YOUR GOAL ::
Keep only the lines of the listing that include the word "RenderContext", and copy them.

• • • • •

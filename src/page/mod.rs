//! Page model and rendering.

pub mod chrome;
pub mod document;
pub mod format;
pub mod localizer;
pub mod markup;
pub mod renderer;
pub mod sections;

pub use chrome::apply_common_translations;
pub use document::{ChromeElement, Document, PAGE_META_CONTAINER};
pub use format::{format_date, format_integer};
pub use localizer::Localizer;
pub use renderer::{ContentRenderer, PageRenderer, RenderContext};
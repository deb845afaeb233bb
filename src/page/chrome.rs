//! Generic updater for the shared page shell.
//!
//! This is a plain function. The page renderer calls it once at the end of
//! each render pass; it never triggers a render itself.

use crate::i18n::{Language, TranslationStore};
use crate::page::markup::{escape_html, extract_no_translate, splice_no_translate};
use crate::page::Document;

/// Translate every `data-i18n` element of the document.
///
/// Elements without a translation go back to their default markup.
/// No-translate fragments from the default markup are kept verbatim.
/// Returns how many elements were translated.
pub fn apply_common_translations(
    document: &mut Document,
    store: &TranslationStore,
    language: Language,
) -> usize {
    let mut translated = 0;

    for element in document.chrome_mut() {
        match store
            .resolve(&element.key, language)
            .filter(|text| !text.trim().is_empty())
        {
            Some(text) => {
                let fragments = extract_no_translate(&element.default_markup);
                element.markup = splice_no_translate(&escape_html(text), &fragments);
                translated += 1;
            }
            None => element.markup = element.default_markup.clone(),
        }
    }

    translated
}
//! Active-language state machine.
//!
//! The controller is the only place the active language changes. It owns the
//! translation store and a single [`ContentRenderer`] hook, which it invokes
//! once per successful change. Change notifications go out on a broadcast
//! channel for observers; nothing rendering-related listens to them.

use std::sync::Arc;

use serde::Serialize;
use tokio::sync::broadcast;
use tracing::{debug, info, warn};

use crate::dataset::Dataset;
use crate::error::SiteError;
use crate::i18n::{
    detect_system_locale, match_supported, parse_accept_language, Direction, Language,
    TranslationLoader, TranslationMetrics, TranslationStore,
};
use crate::page::{ContentRenderer, RenderContext};
use crate::preference::{PreferenceStore, PREFERRED_LANGUAGE_KEY};

const EVENT_CAPACITY: usize = 16;

/// Emitted after every successful language switch.
#[derive(Debug, Clone, Copy, PartialEq, Eq, Serialize)]
pub struct LanguageChanged {
    pub code: &'static str,
    pub direction: Direction,
}

struct ReadyState {
    active: Language,
    dataset: Dataset,
    store: TranslationStore,
}

enum ControllerState {
    Uninitialized,
    Ready(ReadyState),
}

pub struct LanguageController<R: ContentRenderer, P: PreferenceStore> {
    loader: TranslationLoader,
    renderer: R,
    preferences: P,
    browser_languages: Vec<String>,
    state: ControllerState,
    events: broadcast::Sender<LanguageChanged>,
}

impl<R: ContentRenderer, P: PreferenceStore> LanguageController<R, P> {
    /// Browser languages default to the process locale.
    pub fn new(loader: TranslationLoader, renderer: R, preferences: P) -> Self {
        let (events, _) = broadcast::channel(EVENT_CAPACITY);
        Self {
            loader,
            renderer,
            preferences,
            browser_languages: detect_system_locale().into_iter().collect(),
            state: ControllerState::Uninitialized,
            events,
        }
    }

    /// Use an `Accept-Language` style list instead of the process locale.
    pub fn with_browser_languages(mut self, accept_language: &str) -> Self {
        self.browser_languages = parse_accept_language(accept_language);
        self
    }

    /// Stored preference, then the first supported browser language, then
    /// the registry default.
    pub fn initial_language(&self) -> Language {
        if let Some(stored) = self.preferences.get(PREFERRED_LANGUAGE_KEY) {
            match Language::from_code(&stored) {
                Ok(language) => return language,
                Err(e) => warn!("Ignoring stored language preference: {}", e),
            }
        }

        match_supported(&self.browser_languages).unwrap_or_else(Language::default_language)
    }

    /// Load the page and render it once. No change notification is sent.
    pub async fn initialize(&mut self) -> Result<Language, SiteError> {
        let active = self.initial_language();
        info!("Initializing page in {}", active);

        let bundle = self.loader.load_page(active).await?;
        self.state = ControllerState::Ready(ReadyState {
            active,
            dataset: bundle.dataset,
            store: bundle.store,
        });
        self.render();

        Ok(active)
    }

    /// Switch the active language.
    ///
    /// Returns `Ok(false)` when `code` is already active. Unknown or disabled
    /// codes leave the current language in place.
    pub async fn set_language(&mut self, code: &str) -> Result<bool, SiteError> {
        let current = match &self.state {
            ControllerState::Uninitialized => return Err(SiteError::NotReady),
            ControllerState::Ready(ready) => ready.active,
        };

        if current.code() == code {
            debug!("Language {} already active", code);
            return Ok(false);
        }

        let language = Language::from_code(code)?;

        let needs_common = match &self.state {
            ControllerState::Ready(ready) => !ready.store.has_common(language),
            ControllerState::Uninitialized => false,
        };
        let common = if needs_common {
            self.loader.load_common(language).await
        } else {
            None
        };

        if let ControllerState::Ready(ready) = &mut self.state {
            if let Some(common) = common {
                ready.store.merge_common(language, common);
            }
            ready.active = language;
        }

        if let Err(e) = self.preferences.set(PREFERRED_LANGUAGE_KEY, language.code()) {
            warn!("Failed to persist language preference: {:#}", e);
        }

        self.render();

        // No receivers is fine.
        let _ = self.events.send(LanguageChanged {
            code: language.code(),
            direction: language.direction(),
        });

        info!("Language changed from {} to {}", current, language);
        Ok(true)
    }

    fn render(&mut self) {
        if let ControllerState::Ready(ready) = &self.state {
            self.renderer.render(&RenderContext {
                dataset: &ready.dataset,
                store: &ready.store,
                language: ready.active,
            });
        }
    }

    pub fn subscribe(&self) -> broadcast::Receiver<LanguageChanged> {
        self.events.subscribe()
    }

    pub fn active_language(&self) -> Option<Language> {
        match &self.state {
            ControllerState::Ready(ready) => Some(ready.active),
            ControllerState::Uninitialized => None,
        }
    }

    pub fn is_ready(&self) -> bool {
        matches!(self.state, ControllerState::Ready(_))
    }

    pub fn renderer(&self) -> &R {
        &self.renderer
    }

    pub fn into_renderer(self) -> R {
        self.renderer
    }

    pub fn preferences(&self) -> &P {
        &self.preferences
    }

    pub fn store(&self) -> Option<&TranslationStore> {
        match &self.state {
            ControllerState::Ready(ready) => Some(&ready.store),
            ControllerState::Uninitialized => None,
        }
    }

    pub fn dataset(&self) -> Option<&Dataset> {
        match &self.state {
            ControllerState::Ready(ready) => Some(&ready.dataset),
            ControllerState::Uninitialized => None,
        }
    }

    pub fn metrics(&self) -> &Arc<TranslationMetrics> {
        self.loader.metrics()
    }
}
//! Translation alignment validation.
//!
//! List items are translated by index, so a translation file must mirror the
//! dataset's array order. Reordering or shortening the dataset silently
//! misaligns translated text. This module reports such drift; it never
//! repairs it.

use crate::dataset::Dataset;
use crate::i18n::TranslationNode;
use serde::Serialize;
use serde_json::Value;

/// Top-level keys that hold shared UI strings rather than dataset content.
const CHROME_ROOTS: &[&str] = &["common", "nav", "footer", "languages"];

/// Validation report containing errors and warnings about a translation.
#[derive(Debug, Clone, PartialEq, Eq, Serialize)]
pub struct ValidationReport {
    /// Keys pointing at dataset locations that do not exist
    pub errors: Vec<String>,

    /// Keys that are suspicious but harmless
    pub warnings: Vec<String>,
}

impl ValidationReport {
    pub fn new() -> Self {
        Self {
            errors: Vec::new(),
            warnings: Vec::new(),
        }
    }

    pub fn has_errors(&self) -> bool {
        !self.errors.is_empty()
    }

    pub fn has_warnings(&self) -> bool {
        !self.warnings.is_empty()
    }

    pub fn is_clean(&self) -> bool {
        !self.has_errors() && !self.has_warnings()
    }
}

impl Default for ValidationReport {
    fn default() -> Self {
        Self::new()
    }
}

/// Validator for page translation dictionaries.
pub struct TranslationValidator;

impl TranslationValidator {
    /// Check every translated leaf of one language against the dataset.
    ///
    /// - error: the key's section exists but the path does not (typically an
    ///   index past the end of a list)
    /// - warning: the key's section is not in the dataset at all
    /// - warning: the dataset holds a list or object where a string is
    ///   translated
    pub fn validate(dataset: &Dataset, translations: &TranslationNode) -> ValidationReport {
        let mut report = ValidationReport::new();

        for path in translations.leaf_paths() {
            let section = path.split('.').next().unwrap_or_default();
            if CHROME_ROOTS.contains(&section) {
                continue;
            }

            if !dataset.has_section(section) {
                report
                    .warnings
                    .push(format!("'{}': section '{}' not in dataset", path, section));
                continue;
            }

            match dataset.lookup(&path) {
                None => report
                    .errors
                    .push(format!("'{}': no matching dataset field", path)),
                Some(Value::Array(_)) | Some(Value::Object(_)) => report
                    .warnings
                    .push(format!("'{}': dataset field is not a single value", path)),
                Some(_) => {}
            }
        }

        report
    }
}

• • • • •

RESPONSE ::
pub use renderer::{ContentRenderer, PageRenderer, RenderContext};
use crate::page::{ContentRenderer, RenderContext};
            self.renderer.render(&RenderContext {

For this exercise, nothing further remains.